## [TASK ITEM]
Return each line of the records holding the string "Display".

## [RECORDS SHOWN]
• • • •
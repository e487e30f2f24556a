//! CLI command implementations.
//!
//! Each command returns the text to print.

pub mod format;
pub mod si;
pub mod spec;
use serde::{Deserialize, Serialize};
use strum::{Display, EnumString, FromRepr, IntoStaticStr};

use super::part::{Part, Vessel};

/// Scenes of the host game, in load order
#[derive(
    Debug,
    Clone,
    Copy,
    PartialEq,
    Eq,
    PartialOrd,
    Ord,
    Hash,
    Default,
    Serialize,
    Deserialize,
    FromRepr,
    EnumString,
    IntoStaticStr,
    Display,
)]
#[repr(u8)]
pub enum GameScene {
    #[default]
    #[strum(serialize = "LOADING")]
    Loading = 0,
    #[strum(serialize = "LOADINGBUFFER")]
    LoadingBuffer = 1,
    #[strum(serialize = "MAINMENU")]
    MainMenu = 2,
    #[strum(serialize = "SETTINGS")]
    Settings = 3,
    #[strum(serialize = "CREDITS")]
    Credits = 4,
    #[strum(serialize = "SPACECENTER")]
    SpaceCenter = 5,
    #[strum(serialize = "EDITOR")]
    Editor = 6,
    #[strum(serialize = "FLIGHT")]
    Flight = 7,
    #[strum(serialize = "TRACKSTATION")]
    TrackingStation = 8,
}

impl GameScene {
    pub fn from_u8(value: u8) -> Option<Self> {
        Self::from_repr(value)
    }

    pub fn is_flight(self) -> bool {
        self == Self::Flight
    }

    pub fn is_editor(self) -> bool {
        self == Self::Editor
    }

    /// On-screen messages are only shown once past the space center
    pub fn shows_screen_messages(self) -> bool {
        self > Self::SpaceCenter
    }
}

/// Read access to the host's current scene state
pub trait SceneHost {
    fn loaded_scene(&self) -> GameScene;

    /// Root part of the craft being edited, if any
    fn editor_root_part(&self) -> Option<&Part>;

    /// The vessel under player control, if any
    fn active_vessel(&self) -> Option<&Vessel>;
}

/// Root part of whatever craft the current scene is about.
///
/// The edited craft in the editor, the active vessel in flight, nothing elsewhere.
pub fn scene_root_part<H: SceneHost + ?Sized>(host: &H) -> Option<&Part> {
    match host.loaded_scene() {
        GameScene::Editor => host.editor_root_part(),
        GameScene::Flight => host
            .active_vessel()
            .and_then(|vessel| vessel.root_part.as_ref()),
        _ => None,
    }
}

#[cfg(test)]
mod tests {
    use super::*;
    use std::str::FromStr;

    struct FakeHost {
        scene: GameScene,
        editor_root: Option<Part>,
        vessel: Option<Vessel>,
    }

    impl SceneHost for FakeHost {
        fn loaded_scene(&self) -> GameScene {
            self.scene
        }

        fn editor_root_part(&self) -> Option<&Part> {
            self.editor_root.as_ref()
        }

        fn active_vessel(&self) -> Option<&Vessel> {
            self.vessel.as_ref()
        }
    }

    fn host(scene: GameScene) -> FakeHost {
        let mut vessel = Vessel::new("Kerbal X");
        vessel.root_part = Some(Part::new("mk1pod"));
        FakeHost {
            scene,
            editor_root: Some(Part::new("probeCoreOcto")),
            vessel: Some(vessel),
        }
    }

    #[test]
    fn test_scene_ordering() {
        assert!(GameScene::Flight > GameScene::SpaceCenter);
        assert!(GameScene::MainMenu < GameScene::SpaceCenter);
        assert!(GameScene::Editor.shows_screen_messages());
        assert!(GameScene::TrackingStation.shows_screen_messages());
        assert!(!GameScene::SpaceCenter.shows_screen_messages());
        assert!(!GameScene::Loading.shows_screen_messages());
    }

    #[test]
    fn test_scene_names() {
        assert_eq!(GameScene::from_str("FLIGHT").unwrap(), GameScene::Flight);
        assert_eq!(GameScene::TrackingStation.to_string(), "TRACKSTATION");
        assert_eq!(GameScene::from_u8(6), Some(GameScene::Editor));
        assert_eq!(GameScene::from_u8(42), None);
    }

    #[test]
    fn test_scene_root_part() {
        let editor = host(GameScene::Editor);
        assert_eq!(scene_root_part(&editor).unwrap().name, "probeCoreOcto");

        let flight = host(GameScene::Flight);
        assert_eq!(scene_root_part(&flight).unwrap().name, "mk1pod");

        let menu = host(GameScene::MainMenu);
        assert!(scene_root_part(&menu).is_none());
    }

    #[test]
    fn test_scene_root_part_without_vessel() {
        let mut flight = host(GameScene::Flight);
        flight.vessel = None;
        assert!(scene_root_part(&flight).is_none());
    }
}
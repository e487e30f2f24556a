use std::fmt::Display;

/// Delimiter used when none is given
pub const DEFAULT_DELIMITER: &str = ", ";

/// Join items with `delimiter` using their `Display` impls
pub fn sprint<I>(items: I, delimiter: &str) -> String
where
    I: IntoIterator,
    I::Item: Display,
{
    let mut out = String::new();
    for (idx, item) in items.into_iter().enumerate() {
        if idx > 0 {
            out.push_str(delimiter);
        }
        out.push_str(&item.to_string());
    }
    out
}

/// Join items with `delimiter`, rendering each with `render`
pub fn sprint_with<I, F>(items: I, delimiter: &str, mut render: F) -> String
where
    I: IntoIterator,
    F: FnMut(&I::Item) -> String,
{
    let mut out = String::new();
    for (idx, item) in items.into_iter().enumerate() {
        if idx > 0 {
            out.push_str(delimiter);
        }
        out.push_str(&render(&item));
    }
    out
}

/// Join optional items, writing `null` for missing ones
pub fn sprint_nullable<T: Display>(items: &[Option<T>], delimiter: &str) -> String {
    sprint_with(items, delimiter, |item| match item {
        Some(value) => value.to_string(),
        None => "null".to_string(),
    })
}
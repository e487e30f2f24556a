use anyhow::Result;
use clap::{Parser, Subcommand};
use modkit::si::MAX_DIGITS;
use std::path::PathBuf;
use tracing::{debug, info, warn};
use tracing_subscriber::EnvFilter;

mod commands;
mod config;

#[derive(Parser)]
#[command(name = "modkit")]
#[command(about = "SI-prefix formatting and composite format strings")]
struct Args {
    #[arg(short, long, global = true, default_value = "modkit.toml")]
    config: PathBuf,

    /// Log at debug level
    #[arg(short, long, global = true)]
    verbose: bool,

    #[command(subcommand)]
    command: Command,
}

#[derive(Subcommand)]
enum Command {
    /// Format a number with an SI prefix
    Si {
        value: f64,

        /// Significant figures, or decimals when a magnitude range is given
        #[arg(short, long, value_parser = clap::value_parser!(u32).range(1..=i64::from(MAX_DIGITS)))]
        digits: Option<u32>,

        /// Smallest allowed base-10 magnitude
        #[arg(long, allow_hyphen_values = true)]
        min: Option<i32>,

        /// Largest allowed base-10 magnitude
        #[arg(long, allow_hyphen_values = true)]
        max: Option<i32>,
    },
    /// Expand a composite format template such as "{0:S3}W"
    Format {
        template: String,

        /// Arguments; integers and floats are detected, anything else is text
        #[arg(allow_hyphen_values = true)]
        args: Vec<String>,
    },
    /// Parse an SI format token and print it as JSON
    Spec { token: String },
}

fn main() -> Result<()> {
    let args = Args::parse();

    let directive = if args.verbose { "modkit=debug" } else { "modkit=info" };
    tracing_subscriber::fmt()
        .with_env_filter(EnvFilter::from_default_env().add_directive(directive.parse()?))
        .with_writer(std::io::stderr)
        .init();

    let config = match config::load(&args.config) {
        Ok(c) => {
            info!("Loaded config from {:?}", args.config);
            c
        }
        Err(e) => {
            warn!("Failed to load config: {}, using defaults", e);
            modkit::Config::default()
        }
    };
    debug!("Effective config: {:?}", config);

    let output = match args.command {
        Command::Si {
            value,
            digits,
            min,
            max,
        } => commands::si::run(&config, value, digits, min, max),
        Command::Format { template, args } => commands::format::run(&template, &args)?,
        Command::Spec { token } => commands::spec::run(&token)?,
    };

    println!("{}", output);
    Ok(())
}

#[cfg(test)]
mod tests {
    use super::*;

    fn parse(argv: &[&str]) -> std::result::Result<Args, clap::Error> {
        Args::try_parse_from(std::iter::once("modkit").chain(argv.iter().copied()))
    }

    #[test]
    fn test_si_digits_must_be_positive() {
        assert!(parse(&["si", "5", "--digits", "0"]).is_err());
        assert!(parse(&["si", "5", "--digits", "100"]).is_err());
        assert!(parse(&["si", "5", "--digits", "99"]).is_ok());
    }

    #[test]
    fn test_si_accepts_negative_bounds() {
        let args = parse(&["si", "0.0005", "-d", "2", "--min", "-3", "--max", "9"]).unwrap();
        match args.command {
            Command::Si { min, max, .. } => {
                assert_eq!(min, Some(-3));
                assert_eq!(max, Some(9));
            }
            _ => panic!("expected si command"),
        }
    }
}
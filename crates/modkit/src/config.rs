//! Library configuration.
//!
//! Every field has a default, so a config file only needs to name what it
//! changes:
//!
//! ```toml
//! [format]
//! default_digits = 4
//!
//! [log]
//! debug = true
//! ```

use std::time::Duration;

use serde::{Deserialize, Serialize};

use crate::si::{DEFAULT_DIGITS, FormatSpec, MAX_DIGITS};

/// How long on-screen messages stay up unless configured otherwise
pub const DEFAULT_SCREEN_MESSAGE_SECS: f32 = 4.0;

#[derive(Debug, Clone, Default, PartialEq, Serialize, Deserialize)]
#[serde(default)]
pub struct Config {
    pub format: FormatConfig,
    pub log: LogConfig,
}

#[derive(Debug, Clone, PartialEq, Eq, Serialize, Deserialize)]
#[serde(default)]
pub struct FormatConfig {
    /// Significant figures used when a caller does not ask for a count
    pub default_digits: u32,
}

impl Default for FormatConfig {
    fn default() -> Self {
        Self {
            default_digits: DEFAULT_DIGITS,
        }
    }
}

#[derive(Debug, Clone, PartialEq, Serialize, Deserialize)]
#[serde(default)]
pub struct LogConfig {
    /// Emit debug messages, debug loggers and debug field activation
    pub debug: bool,
    /// Lifetime of on-screen messages in seconds
    pub screen_message_secs: f32,
}

impl Default for LogConfig {
    fn default() -> Self {
        Self {
            debug: false,
            screen_message_secs: DEFAULT_SCREEN_MESSAGE_SECS,
        }
    }
}

impl LogConfig {
    /// Screen message lifetime; falls back to the default for negative or non-finite values
    pub fn screen_message_duration(&self) -> Duration {
        Duration::try_from_secs_f32(self.screen_message_secs)
            .unwrap_or_else(|_| Duration::from_secs_f32(DEFAULT_SCREEN_MESSAGE_SECS))
    }
}

impl Config {
    /// Create a new configuration builder
    pub fn builder() -> ConfigBuilder {
        ConfigBuilder::default()
    }

    /// The SI format used when a caller gives no explicit token
    pub fn default_spec(&self) -> FormatSpec {
        FormatSpec::new(self.format.default_digits.clamp(1, MAX_DIGITS))
    }
}

/// Builder for Config
#[derive(Debug, Clone, Default)]
pub struct ConfigBuilder {
    default_digits: Option<u32>,
    debug: Option<bool>,
    screen_message_secs: Option<f32>,
}

impl ConfigBuilder {
    /// Set the default number of significant figures
    pub fn default_digits(mut self, digits: u32) -> Self {
        self.default_digits = Some(digits);
        self
    }

    /// Enable or disable debug output
    pub fn debug(mut self, enabled: bool) -> Self {
        self.debug = Some(enabled);
        self
    }

    /// Set how long on-screen messages stay visible
    pub fn screen_message_secs(mut self, secs: f32) -> Self {
        self.screen_message_secs = Some(secs);
        self
    }

    /// Build the configuration
    pub fn build(self) -> Config {
        let default = Config::default();
        Config {
            format: FormatConfig {
                default_digits: self
                    .default_digits
                    .unwrap_or(default.format.default_digits),
            },
            log: LogConfig {
                debug: self.debug.unwrap_or(default.log.debug),
                screen_message_secs: self
                    .screen_message_secs
                    .unwrap_or(default.log.screen_message_secs),
            },
        }
    }
}

#[cfg(test)]
mod tests {
    use super::*;

    #[test]
    fn test_defaults() {
        let config = Config::default();
        assert_eq!(config.format.default_digits, 3);
        assert!(!config.log.debug);
        assert_eq!(config.log.screen_message_duration(), Duration::from_secs(4));
        assert_eq!(config.default_spec(), FormatSpec::new(3));
    }

    #[test]
    fn test_builder() {
        let config = Config::builder()
            .default_digits(5)
            .debug(true)
            .screen_message_secs(2.5)
            .build();
        assert_eq!(config.format.default_digits, 5);
        assert!(config.log.debug);
        assert_eq!(
            config.log.screen_message_duration(),
            Duration::from_millis(2500)
        );
    }

    #[test]
    fn test_invalid_duration_falls_back() {
        let config = Config::builder().screen_message_secs(-1.0).build();
        assert_eq!(config.log.screen_message_duration(), Duration::from_secs(4));
    }

    #[test]
    fn test_zero_digits_still_yields_valid_spec() {
        let config = Config::builder().default_digits(0).build();
        assert_eq!(config.default_spec().digits, 1);
    }

    #[test]
    fn test_oversized_digits_are_capped() {
        let config = Config::builder().default_digits(70_000).build();
        assert_eq!(config.default_spec().digits, MAX_DIGITS);
    }

    #[test]
    fn test_partial_deserialize_uses_defaults() {
        let config: Config = serde_json::from_str(r#"{"log":{"debug":true}}"#).unwrap();
        assert!(config.log.debug);
        assert_eq!(config.log.screen_message_secs, DEFAULT_SCREEN_MESSAGE_SECS);
        assert_eq!(config.format.default_digits, 3);
    }
}
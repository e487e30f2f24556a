//! Model of the host game the library plugs into.
//!
//! The host owns scenes, crafts and their parts; these types mirror just
//! enough of it for the logging and lookup helpers to work against.

mod part;
mod scene;

pub use part::{BaseField, Component, Part, PartModule, UiControl, UiControlKind, Vessel};
pub use scene::{GameScene, SceneHost, scene_root_part};
use std::fmt::{self, Display};

use crate::host::GameScene;
use crate::text::PooledString;
use crate::util::short_type_name;

use super::Logger;

/// Accumulates a multi-part debug message and posts it in one go.
///
/// Every message starts with `Caller: `; after [`DebugLogger::print`] the
/// buffer goes back to just that prefix. When debug output is disabled all
/// operations do nothing.
pub struct DebugLogger<'a> {
    logger: &'a Logger,
    buffer: PooledString<'a>,
    prefix_len: usize,
    enabled: bool,
}

impl<'a> DebugLogger<'a> {
    pub fn new(logger: &'a Logger, caller: &str) -> Self {
        let enabled = logger.debug_enabled();
        let mut buffer = logger.pool().acquire();
        if enabled {
            buffer.push_str(caller);
            buffer.push_str(": ");
        }
        let prefix_len = buffer.len();
        Self {
            logger,
            buffer,
            prefix_len,
            enabled,
        }
    }

    /// Use the short name of `T` as the caller
    pub fn for_type<T: ?Sized>(logger: &'a Logger) -> Self {
        Self::new(logger, short_type_name::<T>())
    }

    pub fn is_enabled(&self) -> bool {
        self.enabled
    }

    pub fn append(&mut self, value: impl Display) -> &mut Self {
        if self.enabled {
            self.buffer.push_str(&value.to_string());
        }
        self
    }

    pub fn append_fmt(&mut self, args: fmt::Arguments<'_>) -> &mut Self {
        if self.enabled {
            self.buffer.push_str(&fmt::format(args));
        }
        self
    }

    pub fn append_line(&mut self, value: impl Display) -> &mut Self {
        if self.enabled {
            self.buffer.push_str(&value.to_string());
            self.buffer.push('\n');
        }
        self
    }

    /// Post the message, to the screen as well when a scene is given, then clear
    pub fn print(&mut self, scene: Option<GameScene>) {
        if !self.enabled {
            return;
        }

        match scene {
            Some(scene) => self.logger.post_with_screen_msg(scene, &self.buffer),
            None => self.logger.log(&self.buffer),
        }
        self.clear();
    }

    /// Drop everything after the caller prefix
    pub fn clear(&mut self) {
        self.buffer.truncate(self.prefix_len);
    }

    pub fn contents(&self) -> &str {
        &self.buffer
    }
}

impl fmt::Debug for DebugLogger<'_> {
    fn fmt(&self, f: &mut fmt::Formatter<'_>) -> fmt::Result {
        f.debug_struct("DebugLogger")
            .field("buffer", &self.buffer)
            .field("enabled", &self.enabled)
            .finish()
    }
}
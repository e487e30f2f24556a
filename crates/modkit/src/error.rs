use thiserror::Error;

#[derive(Debug, Clone, PartialEq, Eq, Error)]
pub enum Error {
    /// A numeric field of a format token could not be parsed
    #[error("Failed to parse format token: {0}")]
    Parse(String),

    /// A value the formatter needs is missing or unusable
    #[error("Invalid argument: {0}")]
    InvalidArgument(String),

    #[error("Malformed format string: {0}")]
    MalformedFormat(String),
}

pub type Result<T> = std::result::Result<T, Error>;

impl Error {
    /// Check if this error came from a malformed numeric field
    pub fn is_parse(&self) -> bool {
        matches!(self, Error::Parse(_))
    }
}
• • • •
## [RESULT FOR THIS EXERCISE]
use strum::{Display, EnumString, FromRepr, IntoStaticStr};
    Display,
use std::fmt::Display;
/// Join items with `delimiter` using their `Display` impls
    I::Item: Display,
pub fn sprint_nullable<T: Display>(items: &[Option<T>], delimiter: &str) -> String {
use std::fmt::{self, Display};
    pub fn append(&mut self, value: impl Display) -> &mut Self {
    pub fn append_line(&mut self, value: impl Display) -> &mut Self {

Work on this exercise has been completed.